In April 2010, shareholders filed a securities class action against Goldman in the wake of the SEC’s lawsuit against Goldman for its infamous Abacus deal. Goldman eventually agreed to pay $550 million in July 2010 to settle the SEC’s suit. The lead plaintiffs in the securities class action are the Arkansas Teacher Retirement System, the West Virginia Investment Management Board and Plumbers and Pipefitters National Pension Fund.
At the time, the SEC called it the largest penalty a Wall Street firm ever paid, with $300 million going to the U.S. Treasury and the rest going to investor restitution.
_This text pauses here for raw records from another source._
//! Initial layout (prepareLayout).

use super::options::{AxisOptions, ChartOptions};
use super::prepare::pie_grid;
use super::trace::Trace;
use super::types::{AxisType, ChartType, Size};
use crate::format::template_uses;
use serde_json::{Map, Value, json};

/// Margins every layout starts from; legend placement grows the bottom one.
pub const BASE_MARGIN: [(&str, f64); 5] =
    [("l", 10.0), ("r", 10.0), ("b", 5.0), ("t", 20.0), ("pad", 4.0)];

pub fn base_margin() -> Value {
    Value::Object(
        BASE_MARGIN
            .iter()
            .map(|(k, v)| ((*k).to_string(), json!(v)))
            .collect::<Map<String, Value>>(),
    )
}

pub fn prepare_layout(size: Size, options: &ChartOptions, traces: &[Trace]) -> Value {
    let (width, height) = size.plot_size();
    let mut layout = json!({
        "margin": base_margin(),
        "width": width,
        "height": height,
        "autosize": false,
        "showlegend": options.legend.enabled,
        "legend": {"traceorder": options.legend.traceorder},
        "hoverlabel": {"namelength": -1},
    });
    let extra = match options.global_series_type {
        ChartType::Pie => pie_layout(options, traces),
        ChartType::Box => {
            let mut l = default_layout(options, traces);
            l.insert("boxmode".into(), json!("group"));
            l.insert("boxgroupgap".into(), json!(0.5));
            l
        }
        ChartType::Column
        | ChartType::Line
        | ChartType::Area
        | ChartType::Scatter
        | ChartType::Bubble
        | ChartType::Heatmap
        | ChartType::Custom => default_layout(options, traces),
    };
    if let Value::Object(map) = &mut layout {
        map.extend(extra);
    }
    layout
}

fn pie_layout(options: &ChartOptions, traces: &[Trace]) -> Map<String, Value> {
    let mut out = Map::new();
    if template_uses(&options.text_format, "@@name") {
        out.insert("annotations".into(), json!([]));
        return out;
    }
    let grid = pie_grid(traces.len());
    let annotations: Vec<Value> = traces
        .iter()
        .enumerate()
        .filter_map(|(index, trace)| match trace {
            Trace::Pie(pie) => {
                let (x0, y0) = grid.cell_origin(index);
                Some(json!({
                    "x": x0 + (grid.cell_width - grid.x_padding) / 2.0,
                    "y": y0 + grid.cell_height - 0.015,
                    "xanchor": "center",
                    "yanchor": "top",
                    "text": pie.name,
                    "showarrow": false,
                }))
            }
            _ => None,
        })
        .collect();
    out.insert("annotations".into(), Value::Array(annotations));
    out
}

fn axis_layout(axis: &AxisOptions) -> Map<String, Value> {
    let mut out = Map::new();
    out.insert("title".into(), json!(axis.title_text()));
    out.insert("type".into(), json!(axis.kind.plotly_name()));
    out.insert("automargin".into(), json!(true));
    if let Some(fmt) = axis.tick_format.as_deref().filter(|f| !f.is_empty()) {
        out.insert("tickformat".into(), json!(fmt));
    }
    out
}

fn default_layout(options: &ChartOptions, traces: &[Trace]) -> Map<String, Value> {
    let mut x_axis = axis_layout(&options.x_axis);
    if options.sort_x && options.x_axis.kind == AxisType::Category {
        let order = if options.reverse_x {
            "category descending"
        } else {
            "category ascending"
        };
        x_axis.insert("categoryorder".into(), json!(order));
    }
    x_axis.insert("showticklabels".into(), json!(options.x_axis.labels.enabled));

    let mut out = Map::new();
    out.insert("xaxis".into(), Value::Object(x_axis));
    out.insert("yaxis".into(), Value::Object(axis_layout(&options.y_axis_options(0))));

    let has_y2 = traces
        .iter()
        .any(|t| matches!(t, Trace::Xy(xy) if xy.on_secondary_axis()));
    if has_y2 {
        let mut y2 = axis_layout(&options.y_axis_options(1));
        y2.insert("overlaying".into(), json!("y"));
        y2.insert("side".into(), json!("right"));
        out.insert("yaxis2".into(), Value::Object(y2));
    }
    if options.uses_stacking() {
        out.insert("barmode".into(), json!("relative"));
    }
    if options.swapped_axes {
        out = swap_axis_keys(out);
    }
    out
}

/// Horizontal orientation: `xaxis`/`yaxis` trade places, `yaxis2` becomes a top `xaxis2`.
pub fn swap_axis_keys(patch: Map<String, Value>) -> Map<String, Value> {
    patch
        .into_iter()
        .map(|(key, value)| match key.as_str() {
            "xaxis" => ("yaxis".to_string(), value),
            "yaxis" => ("xaxis".to_string(), value),
            "yaxis2" => {
                let mut axis = value;
                if let Value::Object(a) = &mut axis {
                    if a.contains_key("overlaying") {
                        a.insert("overlaying".into(), json!("x"));
                    }
                    if a.contains_key("side") {
                        a.insert("side".into(), json!("top"));
                    }
                }
                ("xaxis2".to_string(), axis)
            }
            _ => (key, value),
        })
        .collect()
}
But the settlement did not resolve plaintiffs’ securities class action, which alleges that statements the bank made about its business practices materially misled Goldman’s own shareholders and artificially inflated Goldman’s stock price.
Some of those allegedly misleading statements include a Form 10-K stating, “We have extensive procedures and controls that are designed to . . . address conflicts of interest”; and annual reports stating, “Integrity and honesty are at the heart of our business,” and “We are dedicated to complying fully with the letter and spirit of the laws, rules and ethical principles that govern us.”
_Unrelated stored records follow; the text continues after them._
//! Binary crate for the `waybar-weather` status-bar module.
//!
//! This crate focuses on:
//! - Parsing CLI arguments
//! - Loading optional settings
//! - Writing the report JSON to stdout (logs go to stderr)

use clap::Parser;
use env_logger::Env;

mod cli;

#[tokio::main(flavor = "current_thread")]
async fn main() -> anyhow::Result<()> {
    env_logger::Builder::from_env(Env::default().default_filter_or("warn")).init();

    let cmd = cli::Cli::parse();
    cmd.run().await
}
Goldman argued in its motion to dismiss that “[e]xpressions of puffery and corporate optimism do not give rise to securities violations.” Judge Crotty explicitly rejected that argument, stating that “Goldman must not be allowed to pass off its repeated assertions that it complies with the letter and spirit of the law, values its reputation, and is able to address ‘potential’ conflicts of interest as mere puffery or statements of opinion.” Judge Crotty went on to conclude that “[a]ssuming the truth of plaintiffs’ allegations, they involve ‘misrepresentations of existing facts.’” Plaintiffs’ allegations included internal e-mails, such as CEO Lloyd Blankfein’s request that Goldman get rid of all the poor quality CDOs on its books – the “cats and dogs” – and sell them to clients as investment grade products. Another internal e-mail referred to the Timberwolf deal as “one sh@#%y deal.”
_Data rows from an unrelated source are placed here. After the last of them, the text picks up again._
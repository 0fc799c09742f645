//! Text rendering for the status-bar label and its tooltip.

use chrono::{DateTime, Local};
use chrono_tz::Tz;

use crate::error::{Result, WeatherError};

const TIME_FORMAT: &str = "%H:%M %Z";

/// Label shown in the bar: icon, temperature and unit.
pub fn format_text(icon: &str, temperature: &str) -> String {
    format!("{icon} {temperature} °C")
}

/// Multi-line hover text. All values arrive pre-rendered.
pub fn format_tooltip(
    description: &str,
    feels_like: &str,
    pressure: &str,
    humidity: &str,
    sunrise: &str,
    sunset: &str,
    wind_speed: &str,
) -> String {
    let lines = [
        title_case(description),
        format!("Feels like {feels_like} °C"),
        format!("Pressure {pressure} hPa"),
        format!("Humidity {humidity}%"),
        format!("Sunrise {sunrise}"),
        format!("Sunset {sunset}"),
        format!("Wind speed {wind_speed} m/sec"),
    ];

    // An unknown condition leaves the first line empty; drop it together
    // with any other leading whitespace.
    lines.join("\n").trim_start().to_string()
}

/// One fractional digit, e.g. `21.34` -> `"21.3"`.
pub fn temperature(value: f64) -> String {
    format!("{value:.1}")
}

/// Integer part, truncated toward zero.
pub fn truncated(value: f64) -> String {
    (value.trunc() as i64).to_string()
}

/// No fractional digits, rounded to the nearest integer.
pub fn rounded(value: f64) -> String {
    format!("{value:.0}")
}

/// Upper-cases the first letter of every word and lower-cases the rest.
pub fn title_case(text: &str) -> String {
    let mut out = String::with_capacity(text.len());
    let mut word_start = true;

    for ch in text.chars() {
        if ch.is_alphanumeric() {
            if word_start {
                out.extend(ch.to_uppercase());
            } else {
                out.extend(ch.to_lowercase());
            }
            word_start = false;
        } else {
            out.push(ch);
            word_start = true;
        }
    }

    out
}

/// Timezone used to render sunrise and sunset.
#[derive(Debug, Clone, Copy, PartialEq, Eq)]
pub enum Clock {
    Named(Tz),
    Local,
}

impl Clock {
    /// Pick a timezone: explicit setting first, then `TZ`, then the system
    /// zone, then the bare local offset.
    ///
    /// A bad explicit setting is an error. A `TZ` value chrono-tz does not
    /// know (e.g. `:/etc/localtime`) is ignored.
    pub fn resolve(configured: Option<&str>, env_tz: Option<&str>) -> Result<Self> {
        if let Some(name) = configured {
            let tz = name
                .parse::<Tz>()
                .map_err(|_| WeatherError::Config(format!("unknown timezone '{name}'")))?;
            return Ok(Clock::Named(tz));
        }

        if let Some(name) = env_tz {
            match name.trim_start_matches(':').parse::<Tz>() {
                Ok(tz) => return Ok(Clock::Named(tz)),
                Err(_) => log::debug!("ignoring TZ={name}: not an IANA timezone name"),
            }
        }

        Ok(system_zone().map_or(Clock::Local, Clock::Named))
    }

    /// `HH:MM` plus zone abbreviation for a unix timestamp.
    pub fn format(&self, epoch: i64) -> String {
        let Some(utc) = DateTime::from_timestamp(epoch, 0) else {
            log::warn!("timestamp {epoch} is out of range");
            return "--:--".to_string();
        };

        match self {
            Clock::Named(tz) => utc.with_timezone(tz).format(TIME_FORMAT).to_string(),
            Clock::Local => utc.with_timezone(&Local).format(TIME_FORMAT).to_string(),
        }
    }
}

/// The host's configured IANA zone, if it can be read and chrono-tz knows it.
pub fn system_zone() -> Option<Tz> {
    let name = iana_time_zone::get_timezone()
        .map_err(|e| log::debug!("cannot determine system timezone: {e}"))
        .ok()?;

    name.parse::<Tz>()
        .map_err(|_| log::debug!("system timezone '{name}' is unknown to chrono-tz"))
        .ok()
}

#[cfg(test)]
mod tests {
    use super::*;

    #[test]
    fn text_joins_icon_temperature_and_unit() {
        assert_eq!(format_text("☀️", "21.3"), "☀️ 21.3 °C");
    }

    #[test]
    fn text_without_icon_keeps_separator() {
        assert_eq!(format_text("", "-4.0"), " -4.0 °C");
    }

    #[test]
    fn tooltip_lines_in_order() {
        let tooltip = format_tooltip("clear sky", "20", "1013", "55", "06:30 CET", "18:45 CET", "3");
        let lines: Vec<&str> = tooltip.lines().collect();

        assert_eq!(
            lines,
            vec![
                "Clear Sky",
                "Feels like 20 °C",
                "Pressure 1013 hPa",
                "Humidity 55%",
                "Sunrise 06:30 CET",
                "Sunset 18:45 CET",
                "Wind speed 3 m/sec",
            ]
        );
        assert!(!tooltip.starts_with(char::is_whitespace));
    }

    #[test]
    fn tooltip_without_description_starts_with_feels_like() {
        let tooltip = format_tooltip("", "1", "1000", "90", "07:00 UTC", "17:00 UTC", "0");
        assert!(tooltip.starts_with("Feels like 1 °C\n"));
    }

    #[test]
    fn numeric_helpers() {
        assert_eq!(temperature(21.34), "21.3");
        assert_eq!(temperature(-3.0), "-3.0");
        assert_eq!(truncated(19.9), "19");
        assert_eq!(truncated(-2.7), "-2");
        assert_eq!(truncated(1013.0), "1013");
        assert_eq!(rounded(3.6), "4");
        assert_eq!(rounded(3.2), "3");
    }

    #[test]
    fn title_case_words() {
        assert_eq!(title_case("clear sky"), "Clear Sky");
        assert_eq!(title_case("sand, dust whirls"), "Sand, Dust Whirls");
        assert_eq!(title_case("HEAVY snow"), "Heavy Snow");
        assert_eq!(title_case(""), "");
    }

    #[test]
    fn clock_named_zone_uses_abbreviation() {
        // 2023-11-14T22:13:20Z
        let berlin = Clock::Named(chrono_tz::Europe::Berlin);
        assert_eq!(berlin.format(1_700_000_000), "23:13 CET");

        let utc = Clock::Named(chrono_tz::UTC);
        assert_eq!(utc.format(1_700_000_000), "22:13 UTC");
    }

    #[test]
    fn clock_out_of_range_epoch() {
        assert_eq!(Clock::Named(chrono_tz::UTC).format(i64::MAX), "--:--");
    }

    #[test]
    fn resolve_prefers_configured_zone() {
        let clock = Clock::resolve(Some("Europe/Berlin"), Some("America/New_York")).unwrap();
        assert_eq!(clock, Clock::Named(chrono_tz::Europe::Berlin));
    }

    #[test]
    fn resolve_falls_back_to_env_then_local() {
        let clock = Clock::resolve(None, Some("America/New_York")).unwrap();
        assert_eq!(clock, Clock::Named(chrono_tz::America::New_York));

        let colon_form = Clock::resolve(None, Some(":Europe/Berlin")).unwrap();
        assert_eq!(colon_form, Clock::Named(chrono_tz::Europe::Berlin));

        let fallback = Clock::resolve(None, None).unwrap();
        assert_eq!(Clock::resolve(None, Some(":/etc/localtime")).unwrap(), fallback);
    }

    #[test]
    fn default_clock_uses_system_zone_abbreviation() {
        let Some(system) = system_zone() else {
            return;
        };

        let clock = Clock::resolve(None, None).unwrap();
        assert_eq!(clock, Clock::Named(system));

        let rendered = clock.format(1_700_000_000);
        let (_, zone) = rendered.split_once(' ').expect("time and zone");
        assert!(!zone.is_empty());
        assert!(!zone.contains(':'), "zone part {zone:?} is a numeric offset");
    }

    #[test]
    fn resolve_rejects_unknown_configured_zone() {
        let err = Clock::resolve(Some("Mars/Olympus"), None).unwrap_err();
        assert!(err.to_string().contains("unknown timezone 'Mars/Olympus'"));
    }
}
Judge Crotty added that Goldman’s refusal to admit guilt about the Abacus deal in the SEC settlement rang hollow in light of the company’s subsequent statements: “Goldman’s assertion that it ‘neither admitted, nor denied’ that its Abacus disclosures were fraudulent is eviscerated by its concession that ‘it was a mistake for the Goldman marketing materials to state that the reference portfolio was “selected by” ACA Management LLC without disclosing the role of Paulson & Co. Inc. in the portfolio selection process and that Paulson’s economic interests were adverse to CDO investors.’” Judge Crotty further opined that “Goldman paid a $550 Million settlement to the SEC – the largest SEC penalty in history – because of the ‘mistake’ it acknowledged.”
Judge Crotty even rejected the notion that it was a “mistake” at all. “With respect to Abacus, Goldman certainly knew that Paulson played an active role in the asset selection process,” Judge Crotty held. “How else could Goldman admit that it was a ‘mistake’ not to have disclosed such information.”
Executives Lloyd Blankfein, David Viniar and Gary Cohn also knew, Judge Crotty held. “These allegations, taken as true, show that each Individual Defendant actively monitored the status of Goldman’s subprime assets and subprime deals during the relevant time, and that each knew that Goldman was trying to purge these assets from its books and stay on the short side,” the order states. “These allegations create a strong inference that the Individual Defendants knew that Goldman was making material misstatements in the Abacus, Hudson, Anderson, and Timberwolf I CDOs, when it sold poor quality assets to investors without disclosing its or Paulson’s substantial short positions.”
The bank and its executives were not obligated, however, to disclose the Wells Notice informing them that the SEC would bring an enforcement action against them, Judge Crotty decided, in the only part of the ruling favorable to the banks. The case now proceeds into discovery and towards trial.
In re Goldman Sachs Grp., Inc. Sec. Litig., 868 F. Supp. 2d 261 (S.D.N.Y. 2012).